This README explains how to install, run tests, build documentation (including multi-version docs), and contribute.

Installation

Install from PyPI (recommended):

python -m pip install auto_adpq

Install the latest development version directly from GitHub:

python -m pip install "git+https://github.com/Tfloow/auto_adpq.git"

To develop locally (editable install):

git clone https://github.com/Tfloow/auto_adpq.git
cd auto_adpq
python -m pip install -e .

Makefile helper:

# Run formatting, linting, coverage and docs targets as defined in Makefile
make

Quick usage

Import the package and use the public API. Example (replace with real API):

from auto_adpq import Auto_AdpQ

Add a short usage snippet here specific to the package functions you expect users to try first.

Running tests & linters

Coverage test: 91%

  • Run tests with pytest:
pytest -q
  • Run full coverage report (Makefile target):
make coverage
  • Format & lint with ruff (Makefile target):
make ruff

Debug mode

To obtain logs of the package, it is possible to enable the logging module. To activate it please create the new environment variable AUTO_ADPQ_DEBUG by running:

# Linux
export AUTO_ADPQ_DEBUG=1

# Windows
$Env:AUTO_ADPQ_DEBUG = 1

Documentation

The documentation can be found here.

Building the documentation

This project uses Sphinx for documentation. There are two common workflows:

  • Build a single-version site (useful for local writing and previews):
python -m pip install -r docs/requirements.txt
python -m sphinx -b html docs docs/_build/html
  • Build a multi-version site using sphinx-multiversion (we configure this in docs/conf.py).
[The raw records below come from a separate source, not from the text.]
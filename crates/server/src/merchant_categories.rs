use axum::{
    Json,
    extract::{Path, State},
};
use engine::MerchantCategory;

use crate::{ServerError, server::ServerState};

pub async fn list(
    State(state): State<ServerState>,
) -> Result<Json<Vec<MerchantCategory>>, ServerError> {
    Ok(Json(state.engine.list_merchant_categories().await?))
}

pub async fn get(
    State(state): State<ServerState>,
    Path(mcc_code): Path<String>,
) -> Result<Json<MerchantCategory>, ServerError> {
    Ok(Json(state.engine.merchant_category(&mcc_code).await?))
}
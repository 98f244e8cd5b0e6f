//! Asset endpoints, including the valuation history.

use api_types::asset::{AssetList, AssetNew, AssetUpdate, ValuationNew};
use axum::{
    Extension, Json,
    extract::{Path, Query, State},
    http::StatusCode,
};
use engine::{Asset, AssetFilter, AssetPatch, AssetValuation, AssetValuationNew, Money, User};
use uuid::Uuid;

use crate::{ServerError, parse_nullable, parse_optional, parse_value, server::ServerState};

pub async fn create(
    Extension(user): Extension<User>,
    State(state): State<ServerState>,
    Json(payload): Json<AssetNew>,
) -> Result<(StatusCode, Json<Asset>), ServerError> {
    let new = engine::AssetNew {
        family_id: payload.family_id,
        asset_type: parse_value(&payload.asset_type)?,
        name: payload.name,
        symbol_isin: payload.symbol_isin,
        quantity_milli: payload.quantity_milli,
        purchase_price: Money::new(payload.purchase_price_minor),
        current_price: payload.current_price_minor.map(Money::new),
        purchase_date: payload.purchase_date,
        maturity_date: payload.maturity_date,
        interest_rate_bps: payload.interest_rate_bps,
        risk_level: parse_optional(payload.risk_level)?,
        notes: payload.notes,
    };
    Ok((
        StatusCode::CREATED,
        Json(state.engine.create_asset(user.id, new).await?),
    ))
}

pub async fn list(
    Extension(user): Extension<User>,
    State(state): State<ServerState>,
    Query(query): Query<AssetList>,
) -> Result<Json<Vec<Asset>>, ServerError> {
    let filter = AssetFilter {
        asset_type: parse_optional(query.asset_type)?,
        is_active: query.is_active,
    };
    Ok(Json(state.engine.list_assets(user.id, filter).await?))
}

pub async fn get(
    Extension(user): Extension<User>,
    State(state): State<ServerState>,
    Path(asset_id): Path<Uuid>,
) -> Result<Json<Asset>, ServerError> {
    Ok(Json(state.engine.get_asset(user.id, asset_id).await?))
}

pub async fn update(
    Extension(user): Extension<User>,
    State(state): State<ServerState>,
    Path(asset_id): Path<Uuid>,
    Json(payload): Json<AssetUpdate>,
) -> Result<Json<Asset>, ServerError> {
    let patch = AssetPatch {
        name: payload.name,
        symbol_isin: payload.symbol_isin,
        quantity_milli: payload.quantity_milli,
        purchase_price: payload.purchase_price_minor.map(Money::new),
        current_price: payload
            .current_price_minor
            .map(|price| price.map(Money::new)),
        purchase_date: payload.purchase_date,
        maturity_date: payload.maturity_date,
        interest_rate_bps: payload.interest_rate_bps,
        risk_level: parse_nullable(payload.risk_level)?,
        notes: payload.notes,
        is_active: payload.is_active,
    };
    Ok(Json(
        state.engine.update_asset(user.id, asset_id, patch).await?,
    ))
}

pub async fn delete(
    Extension(user): Extension<User>,
    State(state): State<ServerState>,
    Path(asset_id): Path<Uuid>,
) -> Result<StatusCode, ServerError> {
    state.engine.delete_asset(user.id, asset_id).await?;
    Ok(StatusCode::NO_CONTENT)
}

pub async fn valuations(
    Extension(user): Extension<User>,
    State(state): State<ServerState>,
    Path(asset_id): Path<Uuid>,
) -> Result<Json<Vec<AssetValuation>>, ServerError> {
    Ok(Json(state.engine.list_valuations(user.id, asset_id).await?))
}

pub async fn add_valuation(
    Extension(user): Extension<User>,
    State(state): State<ServerState>,
    Path(asset_id): Path<Uuid>,
    Json(payload): Json<ValuationNew>,
) -> Result<(StatusCode, Json<AssetValuation>), ServerError> {
    let new = AssetValuationNew {
        valuation_date: payload.valuation_date,
        price_per_unit: Money::new(payload.price_per_unit_minor),
        source: parse_optional(payload.source)?,
    };
    Ok((
        StatusCode::CREATED,
        Json(state.engine.add_valuation(user.id, asset_id, new).await?),
    ))
}
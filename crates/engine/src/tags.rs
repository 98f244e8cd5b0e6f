//! Free-form labels attached to transactions.

use chrono::{DateTime, Utc};
use sea_orm::entity::prelude::*;
use serde::Serialize;
use uuid::Uuid;

#[derive(Clone, Debug, PartialEq, Eq, Serialize)]
pub struct Tag {
    pub id: Uuid,
    pub user_id: Uuid,
    pub family_id: Option<Uuid>,
    pub name: String,
    pub color: Option<String>,
    pub created_at: DateTime<Utc>,
}

#[derive(Clone, Debug, PartialEq)]
pub struct TagNew {
    pub name: String,
    pub family_id: Option<Uuid>,
    pub color: Option<String>,
}

#[derive(Clone, Debug, Default, PartialEq)]
pub struct TagPatch {
    pub name: Option<String>,
    pub color: Option<Option<String>>,
}

impl TagPatch {
    pub fn apply(self, tag: &mut Tag) {
        if let Some(name) = self.name {
            tag.name = name;
        }
        if let Some(color) = self.color {
            tag.color = color;
        }
    }
}

#[derive(Clone, Debug, PartialEq, DeriveEntityModel)]
#[sea_orm(table_name = "tags")]
pub struct Model {
    #[sea_orm(primary_key, auto_increment = false)]
    pub id: Uuid,
    pub user_id: Uuid,
    pub family_id: Option<Uuid>,
    pub name: String,
    pub color: Option<String>,
    pub created_at: DateTimeUtc,
}

#[derive(Copy, Clone, Debug, EnumIter, DeriveRelation)]
pub enum Relation {
    #[sea_orm(
        belongs_to = "super::users::Entity",
        from = "Column::UserId",
        to = "super::users::Column::Id",
        on_update = "NoAction",
        on_delete = "Cascade"
    )]
    User,
    #[sea_orm(
        belongs_to = "super::families::Entity",
        from = "Column::FamilyId",
        to = "super::families::Column::Id",
        on_update = "NoAction",
        on_delete = "Cascade"
    )]
    Family,
}

impl ActiveModelBehavior for ActiveModel {}

impl From<Model> for Tag {
    fn from(model: Model) -> Self {
        Self {
            id: model.id,
            user_id: model.user_id,
            family_id: model.family_id,
            name: model.name,
            color: model.color,
            created_at: model.created_at,
        }
    }
}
This produces one static site containing each built branch and tag (useful for publishing versioned docs with a dropdown selector):
python -m pip install -r docs/requirements.txt
sphinx-multiversion docs docs/_build/html-mv

Notes about versions

  • The project includes a small template docs/_templates/versions.html which renders a versions dropdown when the site is built with sphinx-multiversion.
  • Adjust smv_tag_whitelist and smv_branch_whitelist in docs/conf.py to control which tags/branches are included in the build.

Tasklist

  • Solve the datapacking issue #1
  • Optimize pydantic module AdpQQuantizedWeights
    • Currently, there is a major overhead when creating a new object to validate the field. Since it is used internally only, we could ditch the Pydantic module but would need to ensure proper dump and load function
  • Support model and integrate with .safetensors

Quantized models

Pre-quantized models are available in this collection. They are simulated models meaning they are stored as bf16 values instead of the quantized versions. If I stored them in the custom format, I would either need an algorithm to reconstruct the weights in full at runtime or develop a custom CUDA kernel, which is quite tough.

Nonetheless, those models represent the quality and rounding errors that a typical quantized model can meet.

Contributing

Contributions are welcome. A suggested workflow:

  1. Fork the repository and create a feature branch.
  2. Add tests for new functionality.
  3. Run ruff to format and lint.
  4. Open a pull request describing the change.

Please include unit tests and keep the public API stable when possible.

Development notes

  • Docs templates: docs/_templates/versions.html — version switcher used by sphinx-multiversion.
  • Makefile targets: make ruff, make coverage, make docs (runs single and multiversion builds).

License

This work is under Apache 2.0 License.

Project details


Download files

Download the file for your platform. If you're not sure which to choose, learn more about installing packages.

Source Distribution

auto_adpq-0.3.4.tar.gz (24.8 kB view details)

Uploaded Source

Built Distribution

If you're not sure about the file name format, learn more about wheel file names.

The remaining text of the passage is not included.